//! # Statistics Tree
//!
//! Read-only view of the native statistics tree, navigated by key. Each key
//! reports a type, and only the accessors matching that type are valid; using
//! the wrong family fails with a runtime error from the native library.

use core::ffi::CStr;

use anyhow::Context;

use crate::error::InvalidApiReturn;
use crate::{ffi, Clingo};

/// Key of an entry in the statistics tree
#[derive(Debug, Clone, Copy, PartialEq, Eq)]
pub struct StatisticsKey(u64);

/// The type of a statistics entry
#[derive(Debug, Clone, Copy, PartialEq, Eq)]
pub enum StatisticsType {
    /// The entry is not yet populated
    Empty,
    /// A floating point value
    Value,
    /// An array of subentries
    Array,
    /// A string-keyed map of subentries
    Map,
}

impl StatisticsType {
    fn from_raw(raw: ffi::clingo_statistics_type_t) -> Result<Self, InvalidApiReturn> {
        match raw {
            0 => Ok(StatisticsType::Empty),
            1 => Ok(StatisticsType::Value),
            2 => Ok(StatisticsType::Array),
            3 => Ok(StatisticsType::Map),
            value => Err(InvalidApiReturn {
                api_call: "clingo_statistics_type",
                value,
            }),
        }
    }
}

/// Borrowed view of the statistics tree of a control object
///
/// Valid until the next solve call updates the tree; the borrow on the
/// control enforces this window.
#[derive(Debug)]
pub struct Statistics<'a> {
    lib: &'a Clingo,
    stats: *const ffi::clingo_statistics,
}

impl<'a> Statistics<'a> {
    pub(crate) fn new(lib: &'a Clingo, stats: *const ffi::clingo_statistics) -> Self {
        Statistics { lib, stats }
    }

    /// The key of the root entry
    ///
    /// # Errors
    ///
    /// Fails if the native library rejects the call.
    pub fn root(&self) -> anyhow::Result<StatisticsKey> {
        let mut key: u64 = 0;
        self.lib
            .check(unsafe { (self.lib.vtable().statistics_root)(self.stats, &mut key) })?;
        Ok(StatisticsKey(key))
    }

    /// The type of the entry at `key`
    ///
    /// # Errors
    ///
    /// Returns [`InvalidApiReturn`] on an unknown type tag.
    pub fn entry_type(&self, key: StatisticsKey) -> anyhow::Result<StatisticsType> {
        let mut raw: ffi::clingo_statistics_type_t = 0;
        self.lib
            .check(unsafe { (self.lib.vtable().statistics_type)(self.stats, key.0, &mut raw) })?;
        Ok(StatisticsType::from_raw(raw)?)
    }

    /// The value of a value-typed entry
    ///
    /// # Errors
    ///
    /// Fails with a runtime error if the entry is not value-typed.
    pub fn value(&self, key: StatisticsKey) -> anyhow::Result<f64> {
        let mut value = 0.0;
        self.lib.check(unsafe {
            (self.lib.vtable().statistics_value_get)(self.stats, key.0, &mut value)
        })?;
        Ok(value)
    }

    /// The number of entries of an array-typed entry
    ///
    /// # Errors
    ///
    /// Fails with a runtime error if the entry is not array-typed.
    pub fn array_size(&self, key: StatisticsKey) -> anyhow::Result<usize> {
        let mut size: usize = 0;
        self.lib.check(unsafe {
            (self.lib.vtable().statistics_array_size)(self.stats, key.0, &mut size)
        })?;
        Ok(size)
    }

    /// The subkey at `offset` of an array-typed entry
    ///
    /// # Errors
    ///
    /// Fails with a runtime error if the entry is not array-typed or the
    /// offset is out of range.
    pub fn array_at(&self, key: StatisticsKey, offset: usize) -> anyhow::Result<StatisticsKey> {
        let mut sub: u64 = 0;
        self.lib.check(unsafe {
            (self.lib.vtable().statistics_array_at)(self.stats, key.0, offset, &mut sub)
        })?;
        Ok(StatisticsKey(sub))
    }

    /// The number of entries of a map-typed entry
    ///
    /// # Errors
    ///
    /// Fails with a runtime error if the entry is not map-typed.
    pub fn map_size(&self, key: StatisticsKey) -> anyhow::Result<usize> {
        let mut size: usize = 0;
        self.lib.check(unsafe {
            (self.lib.vtable().statistics_map_size)(self.stats, key.0, &mut size)
        })?;
        Ok(size)
    }

    /// The name of the subkey at `offset` of a map-typed entry
    ///
    /// # Errors
    ///
    /// Fails with a runtime error if the entry is not map-typed or the offset
    /// is out of range.
    pub fn map_subkey_name(&self, key: StatisticsKey, offset: usize) -> anyhow::Result<String> {
        let mut name: *const core::ffi::c_char = std::ptr::null();
        self.lib.check(unsafe {
            (self.lib.vtable().statistics_map_subkey_name)(self.stats, key.0, offset, &mut name)
        })?;
        Ok(unsafe { CStr::from_ptr(name) }
            .to_str()
            .context("statistics key is not valid UTF-8")?
            .to_owned())
    }

    /// Looks up the subkey with the given name in a map-typed entry
    ///
    /// # Errors
    ///
    /// Fails with a runtime error if the entry is not map-typed or has no
    /// subkey of that name.
    pub fn map_at(&self, key: StatisticsKey, name: &str) -> anyhow::Result<StatisticsKey> {
        let name = std::ffi::CString::new(name)?;
        let mut sub: u64 = 0;
        self.lib.check(unsafe {
            (self.lib.vtable().statistics_map_at)(self.stats, key.0, name.as_ptr(), &mut sub)
        })?;
        Ok(StatisticsKey(sub))
    }
}
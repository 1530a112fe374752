//! # Backend Program Construction
//!
//! The backend adds ground statements directly to the underlying program.
//! Natively it must be bracketed by begin/end calls; the [`Backend`] guard
//! issues begin on construction and guarantees exactly one end on every exit
//! path, including unwinding. Mutation is only reachable through the guard,
//! so no statement can be added outside the bracket.

use core::ffi::{c_int, c_uint};

use crate::types::{ExternalType, HeuristicType, WeightedLiteral};
use crate::{ffi, Atom, Clingo, Literal, Symbol};

/// Guard over an open backend bracket of a control object
#[derive(Debug)]
pub struct Backend<'a> {
    lib: &'a Clingo,
    backend: *mut ffi::clingo_backend,
    ended: bool,
}

impl<'a> Backend<'a> {
    pub(crate) fn new(lib: &'a Clingo, backend: *mut ffi::clingo_backend) -> anyhow::Result<Self> {
        lib.check(unsafe { (lib.vtable().backend_begin)(backend) })?;
        Ok(Backend {
            lib,
            backend,
            ended: false,
        })
    }

    /// Closes the bracket, surfacing any native error
    ///
    /// Dropping the guard closes the bracket as well, but swallows errors.
    ///
    /// # Errors
    ///
    /// Fails if the native library rejects the call.
    pub fn end(mut self) -> anyhow::Result<()> {
        self.ended = true;
        self.lib
            .check(unsafe { (self.lib.vtable().backend_end)(self.backend) })?;
        Ok(())
    }

    /// Adds a disjunctive or choice rule
    ///
    /// # Errors
    ///
    /// Fails if the native library rejects the statement.
    pub fn rule(&mut self, choice: bool, head: &[Atom], body: &[Literal]) -> anyhow::Result<()> {
        self.lib.check(unsafe {
            (self.lib.vtable().backend_rule)(
                self.backend,
                choice,
                head.as_ptr().cast::<ffi::clingo_atom_t>(),
                head.len(),
                body.as_ptr().cast::<ffi::clingo_literal_t>(),
                body.len(),
            )
        })?;
        Ok(())
    }

    /// Adds a rule with a weighted body and lower bound
    ///
    /// # Errors
    ///
    /// Fails if the native library rejects the statement.
    pub fn weight_rule(
        &mut self,
        choice: bool,
        head: &[Atom],
        lower_bound: i32,
        body: &[WeightedLiteral],
    ) -> anyhow::Result<()> {
        self.lib.check(unsafe {
            (self.lib.vtable().backend_weight_rule)(
                self.backend,
                choice,
                head.as_ptr().cast::<ffi::clingo_atom_t>(),
                head.len(),
                lower_bound,
                body.as_ptr().cast::<ffi::clingo_weighted_literal_t>(),
                body.len(),
            )
        })?;
        Ok(())
    }

    /// Adds a minimize constraint at the given priority
    ///
    /// # Errors
    ///
    /// Fails if the native library rejects the statement.
    pub fn minimize(&mut self, priority: i32, literals: &[WeightedLiteral]) -> anyhow::Result<()> {
        self.lib.check(unsafe {
            (self.lib.vtable().backend_minimize)(
                self.backend,
                priority,
                literals.as_ptr().cast::<ffi::clingo_weighted_literal_t>(),
                literals.len(),
            )
        })?;
        Ok(())
    }

    /// Adds a projection directive
    ///
    /// # Errors
    ///
    /// Fails if the native library rejects the statement.
    pub fn project(&mut self, atoms: &[Atom]) -> anyhow::Result<()> {
        self.lib.check(unsafe {
            (self.lib.vtable().backend_project)(
                self.backend,
                atoms.as_ptr().cast::<ffi::clingo_atom_t>(),
                atoms.len(),
            )
        })?;
        Ok(())
    }

    /// Marks an atom as external with the given truth assignment
    ///
    /// # Errors
    ///
    /// Fails if the native library rejects the statement.
    pub fn external(&mut self, atom: Atom, external_type: ExternalType) -> anyhow::Result<()> {
        self.lib.check(unsafe {
            (self.lib.vtable().backend_external)(self.backend, atom.0, external_type.to_raw())
        })?;
        Ok(())
    }

    /// Adds assumptions for the next solve call
    ///
    /// # Errors
    ///
    /// Fails if the native library rejects the statement.
    pub fn assume(&mut self, literals: &[Literal]) -> anyhow::Result<()> {
        self.lib.check(unsafe {
            (self.lib.vtable().backend_assume)(
                self.backend,
                literals.as_ptr().cast::<ffi::clingo_literal_t>(),
                literals.len(),
            )
        })?;
        Ok(())
    }

    /// Adds a heuristic modifier for an atom under a condition
    ///
    /// # Errors
    ///
    /// Fails if the native library rejects the statement.
    pub fn heuristic(
        &mut self,
        atom: Atom,
        heuristic_type: HeuristicType,
        bias: i32,
        priority: u32,
        condition: &[Literal],
    ) -> anyhow::Result<()> {
        self.lib.check(unsafe {
            (self.lib.vtable().backend_heuristic)(
                self.backend,
                atom.0,
                heuristic_type.to_raw(),
                bias as c_int,
                priority as c_uint,
                condition.as_ptr().cast::<ffi::clingo_literal_t>(),
                condition.len(),
            )
        })?;
        Ok(())
    }

    /// Adds an edge directive for acyclicity checking
    ///
    /// # Errors
    ///
    /// Fails if the native library rejects the statement.
    pub fn acyc_edge(&mut self, node_u: i32, node_v: i32, condition: &[Literal]) -> anyhow::Result<()> {
        self.lib.check(unsafe {
            (self.lib.vtable().backend_acyc_edge)(
                self.backend,
                node_u,
                node_v,
                condition.as_ptr().cast::<ffi::clingo_literal_t>(),
                condition.len(),
            )
        })?;
        Ok(())
    }

    /// Returns the atom associated with a symbol, creating a fresh atom when
    /// no symbol is given
    ///
    /// # Errors
    ///
    /// Fails if the native library rejects the call.
    pub fn add_atom(&mut self, symbol: Option<Symbol>) -> anyhow::Result<Atom> {
        let mut sym = symbol.map(|s| s.0);
        let sym_ptr = sym
            .as_mut()
            .map_or(std::ptr::null_mut(), std::ptr::from_mut);
        let mut atom: ffi::clingo_atom_t = 0;
        self.lib.check(unsafe {
            (self.lib.vtable().backend_add_atom)(self.backend, sym_ptr, &mut atom)
        })?;
        Ok(Atom(atom))
    }
}

impl Drop for Backend<'_> {
    fn drop(&mut self) {
        if !self.ended {
            self.ended = true;
            unsafe { (self.lib.vtable().backend_end)(self.backend) };
        }
    }
}
//! # Library-Internal Utilities

/// Builds a slice from a native pointer/length pair, tolerating the null/zero
/// combination some callbacks pass for empty sequences
pub(crate) unsafe fn from_raw_parts_maybe_null<'a, T>(data: *const T, len: usize) -> &'a [T] {
    if data.is_null() {
        debug_assert_eq!(len, 0, "non-empty slice with null data pointer");
        &[]
    } else {
        std::slice::from_raw_parts(data, len)
    }
}
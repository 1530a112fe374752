//! Scripted stand-in for the native clingo library.
//!
//! Implements every entry point of the binding table over plain Rust state,
//! with a small table of known programs, so the bridge can be driven end to
//! end without the real solver. Allocation counters make release-exactly-once
//! checks possible.

#![allow(dead_code)]
#![allow(clippy::missing_panics_doc)]

use core::ffi::{c_char, c_int, c_uint, c_void};
use std::cell::RefCell;
use std::ffi::{CStr, CString};
use std::sync::atomic::{AtomicUsize, Ordering};
use std::sync::Mutex;

use rustasp::ffi;
use rustasp::Clingo;

pub static CONTROLS_ALLOCATED: AtomicUsize = AtomicUsize::new(0);
pub static CONTROLS_FREED: AtomicUsize = AtomicUsize::new(0);
pub static HANDLES_OPENED: AtomicUsize = AtomicUsize::new(0);
pub static HANDLES_CLOSED: AtomicUsize = AtomicUsize::new(0);
pub static BACKEND_BEGINS: AtomicUsize = AtomicUsize::new(0);
pub static BACKEND_ENDS: AtomicUsize = AtomicUsize::new(0);

/// Builds a bridge handle over the scripted library
pub fn fake_clingo() -> Clingo {
    Clingo::from_vtable(VTABLE)
}

// ---------------------------------------------------------------------------
// interned symbols, signatures and strings

#[derive(Debug, Clone, PartialEq, Eq)]
enum SymData {
    Num(i32),
    Str(String),
    Fun {
        name: String,
        args: Vec<u64>,
        positive: bool,
    },
}

static SYMBOLS: Mutex<Vec<SymData>> = Mutex::new(Vec::new());
static SIGNATURES: Mutex<Vec<(String, u32, bool)>> = Mutex::new(Vec::new());
static CSTRINGS: Mutex<Vec<CString>> = Mutex::new(Vec::new());

fn intern(data: SymData) -> u64 {
    let mut table = SYMBOLS.lock().unwrap();
    if let Some(idx) = table.iter().position(|entry| *entry == data) {
        return (idx + 1) as u64;
    }
    table.push(data);
    table.len() as u64
}

fn sym_data(token: u64) -> Option<SymData> {
    let table = SYMBOLS.lock().unwrap();
    table.get((token as usize).checked_sub(1)?).cloned()
}

fn intern_id(name: &str) -> u64 {
    intern(SymData::Fun {
        name: name.to_owned(),
        args: Vec::new(),
        positive: true,
    })
}

/// Returns a stable C string pointer with process lifetime
fn leak_cstr(s: &str) -> *const c_char {
    let mut table = CSTRINGS.lock().unwrap();
    if let Some(existing) = table.iter().find(|c| c.to_bytes() == s.as_bytes()) {
        return existing.as_ptr();
    }
    let owned = CString::new(s).expect("interned string contains NUL");
    let ptr = owned.as_ptr();
    table.push(owned);
    ptr
}

fn render(token: u64) -> String {
    match sym_data(token) {
        None => String::from("<invalid>"),
        Some(SymData::Num(n)) => n.to_string(),
        Some(SymData::Str(s)) => format!("\"{s}\""),
        Some(SymData::Fun {
            name,
            args,
            positive,
        }) => {
            let sign = if positive { "" } else { "-" };
            if args.is_empty() {
                format!("{sign}{name}")
            } else {
                let rendered: Vec<String> = args.iter().map(|&a| render(a)).collect();
                format!("{sign}{name}({})", rendered.join(","))
            }
        }
    }
}

// ---------------------------------------------------------------------------
// term parsing for clingo_parse_term

struct Parser<'a> {
    text: &'a [u8],
    pos: usize,
}

impl<'a> Parser<'a> {
    fn ws(&mut self) {
        while self.pos < self.text.len() && self.text[self.pos].is_ascii_whitespace() {
            self.pos += 1;
        }
    }

    fn peek(&self) -> Option<u8> {
        self.text.get(self.pos).copied()
    }

    fn ident(&mut self) -> Option<String> {
        let start = self.pos;
        while self
            .peek()
            .is_some_and(|c| c.is_ascii_alphanumeric() || c == b'_')
        {
            self.pos += 1;
        }
        if self.pos == start {
            return None;
        }
        Some(String::from_utf8_lossy(&self.text[start..self.pos]).into_owned())
    }

    fn number(&mut self) -> Option<i32> {
        let start = self.pos;
        if self.peek() == Some(b'-') {
            self.pos += 1;
        }
        while self.peek().is_some_and(|c| c.is_ascii_digit()) {
            self.pos += 1;
        }
        std::str::from_utf8(&self.text[start..self.pos])
            .ok()?
            .parse()
            .ok()
    }

    fn term(&mut self) -> Option<u64> {
        self.ws();
        match self.peek()? {
            b'-' | b'0'..=b'9' => Some(intern(SymData::Num(self.number()?))),
            b'"' => {
                self.pos += 1;
                let start = self.pos;
                while self.peek().is_some_and(|c| c != b'"') {
                    self.pos += 1;
                }
                if self.peek() != Some(b'"') {
                    return None;
                }
                let value = String::from_utf8_lossy(&self.text[start..self.pos]).into_owned();
                self.pos += 1;
                Some(intern(SymData::Str(value)))
            }
            c if c.is_ascii_lowercase() || c == b'_' => {
                let name = self.ident()?;
                self.ws();
                let mut args = Vec::new();
                if self.peek() == Some(b'(') {
                    self.pos += 1;
                    loop {
                        args.push(self.term()?);
                        self.ws();
                        match self.peek()? {
                            b',' => self.pos += 1,
                            b')' => {
                                self.pos += 1;
                                break;
                            }
                            _ => return None,
                        }
                    }
                }
                Some(intern(SymData::Fun {
                    name,
                    args,
                    positive: true,
                }))
            }
            _ => None,
        }
    }
}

● **Task to carry out**
For the material above, what is the count of lines that hold the word "ident"? Give the number by itself.

● **Answer space**
2